Feature Article

 

 

 

Five Negotiating Secrets Exposed!
By Gary L. Beal
Negotiation Consultant

Gary L. Beal and Associates
Copyright ©2003

You are what you negotiate.

America is not a negotiating culture. For more than 100 years we’ve cultivated a “pay one price” mind-set or “you get what you pay for.” That’s meek consumerism. Travelers to Asia or the Middle East know what a “negotiating culture” is. Young children develop better skills for negotiating than many seasoned American negotiators; they learn for their survival and practice every day. They are what they negotiate.

Our senior level executives are rarely involved in key negotiations more than a few times a year. They don’t practice enough to sharpen their negotiating skills. In the market place, if you don’t bring your “A” game skills to the negotiating table, the consequences are serious.

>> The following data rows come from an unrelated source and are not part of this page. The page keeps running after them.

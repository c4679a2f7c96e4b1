//! Headless device context and buffer-map error handling.

use std::sync::atomic::{AtomicBool, Ordering};
use std::sync::Arc;

use thiserror::Error;

/// Global flag indicating the GPU device was lost
static GPU_DEVICE_LOST: AtomicBool = AtomicBool::new(false);

/// Check if the GPU device has been lost
pub fn is_device_lost() -> bool {
    GPU_DEVICE_LOST.load(Ordering::SeqCst)
}

/// Reset the device lost flag (call after recreating device)
pub fn reset_device_lost() {
    GPU_DEVICE_LOST.store(false, Ordering::SeqCst);
}

/// Device setup and buffer transfer failures.
#[derive(Debug, Error)]
pub enum GpuError {
    #[error("no compatible GPU adapter found")]
    NoAdapter,

    #[error("failed to create GPU device: {0}")]
    RequestDevice(#[from] wgpu::RequestDeviceError),

    #[error("buffer map failed: {0:?}")]
    BufferMap(wgpu::BufferAsyncError),

    #[error("buffer map channel disconnected")]
    ChannelDisconnected,

    #[error("GPU device lost")]
    DeviceLost,

    #[error("GPU backend used before prepare()")]
    NotPrepared,

    #[error("{0} invocations exceed the device dispatch limit")]
    DispatchLimit(usize),

    #[error("pending momentum at site {site} exceeds the fixed-point deposit range")]
    FixedPointOverflow { site: usize },
}

impl From<GpuError> for lbm3d::LbError {
    fn from(e: GpuError) -> Self {
        lbm3d::LbError::Backend(e.to_string())
    }
}

/// Wait for a buffer map operation to complete.
pub fn await_buffer_map(
    rx: std::sync::mpsc::Receiver<Result<(), wgpu::BufferAsyncError>>,
) -> Result<(), GpuError> {
    if is_device_lost() {
        return Err(GpuError::DeviceLost);
    }
    match rx.recv() {
        Ok(Ok(())) => Ok(()),
        Ok(Err(e)) => {
            log::error!("Buffer map failed: {:?}", e);
            Err(GpuError::BufferMap(e))
        }
        Err(_) => {
            log::error!("Buffer map channel disconnected - possible device lost");
            GPU_DEVICE_LOST.store(true, Ordering::SeqCst);
            Err(GpuError::ChannelDisconnected)
        }
    }
}

/// Compute-only device and queue.
pub struct GpuContext {
    pub device: Arc<wgpu::Device>,
    pub queue: Arc<wgpu::Queue>,
    pub adapter_info: wgpu::AdapterInfo,
}

impl GpuContext {
    /// Open the first high-performance adapter without a surface.
    pub async fn new() -> Result<Self, GpuError> {
        let instance = wgpu::Instance::new(wgpu::InstanceDescriptor {
            backends: wgpu::Backends::PRIMARY,
            ..Default::default()
        });

        let adapter = instance
            .request_adapter(&wgpu::RequestAdapterOptions {
                power_preference: wgpu::PowerPreference::HighPerformance,
                compatible_surface: None,
                force_fallback_adapter: false,
            })
            .await
            .ok_or(GpuError::NoAdapter)?;

        let adapter_info = adapter.get_info();
        log::info!("Using GPU: {:?}", adapter_info);

        let (device, queue) = adapter
            .request_device(
                &wgpu::DeviceDescriptor {
                    label: Some("LB Compute Device"),
                    required_features: wgpu::Features::empty(),
                    required_limits: wgpu::Limits::default(),
                    memory_hints: wgpu::MemoryHints::Performance,
                },
                None,
            )
            .await?;

        device.on_uncaptured_error(Box::new(|error| {
            log::error!("GPU uncaptured error: {:?}", error);
            if matches!(error, wgpu::Error::OutOfMemory { .. }) {
                GPU_DEVICE_LOST.store(true, Ordering::SeqCst);
            }
        }));

        // Fresh device
        reset_device_lost();

        Ok(Self {
            device: Arc::new(device),
            queue: Arc::new(queue),
            adapter_info,
        })
    }

    /// Blocking variant of [`GpuContext::new`].
    pub fn new_blocking() -> Result<Self, GpuError> {
        pollster::block_on(Self::new())
    }
}

#[cfg(test)]
mod tests {
    use super::*;

    #[test]
    fn test_gpu_error_converts_to_backend_error() {
        let e: lbm3d::LbError = GpuError::NoAdapter.into();
        match e {
            lbm3d::LbError::Backend(msg) => assert!(msg.contains("adapter")),
            other => panic!("unexpected error {:?}", other),
        }
    }

    #[test]
    fn test_disconnected_channel_marks_device_lost() {
        let (tx, rx) = std::sync::mpsc::channel::<Result<(), wgpu::BufferAsyncError>>();
        drop(tx);
        reset_device_lost();
        assert!(matches!(await_buffer_map(rx), Err(GpuError::ChannelDisconnected)));
        assert!(is_device_lost());

        let (_tx, rx) = std::sync::mpsc::channel();
        assert!(matches!(await_buffer_map(rx), Err(GpuError::DeviceLost)));
        reset_device_lost();
    }
}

Fortune 500 corporate executives know this. They bring me in to hone those skills needed for high stakes negotiations. Over the years I’ve participated in nearly 300 negotiations. As I’ve done so, I’ve noted that the best negotiators use skills most others simply do not have. Here are five of their not-so-obvious secrets to good negotiating:

1. Redefine the Problem. A client wanted to sell desktop computer security for the Y2K threat to a huge insurance company. The client had little interest because they had focused solely on their mainframe computer storage; to them, desktops were a minor issue. To get their attention, we redefined the problem. “You’ve got a $250 million plane you’re hoping to land safely after January 1, 2000. No matter how sound the plane is, if cheap tires jeopardize the landing, that will have been a terrible mistake.” The message hit home. We got the sale.

Principle: Your basic message can get lost in the blizzard of information thrown around in the thrust and parry of a typical negotiation. Good negotiators know this, and work to create a theme or context for their basic negotiating position. Often the theme paints a picture or captures the essence of what they are trying to present. Redefine the problem.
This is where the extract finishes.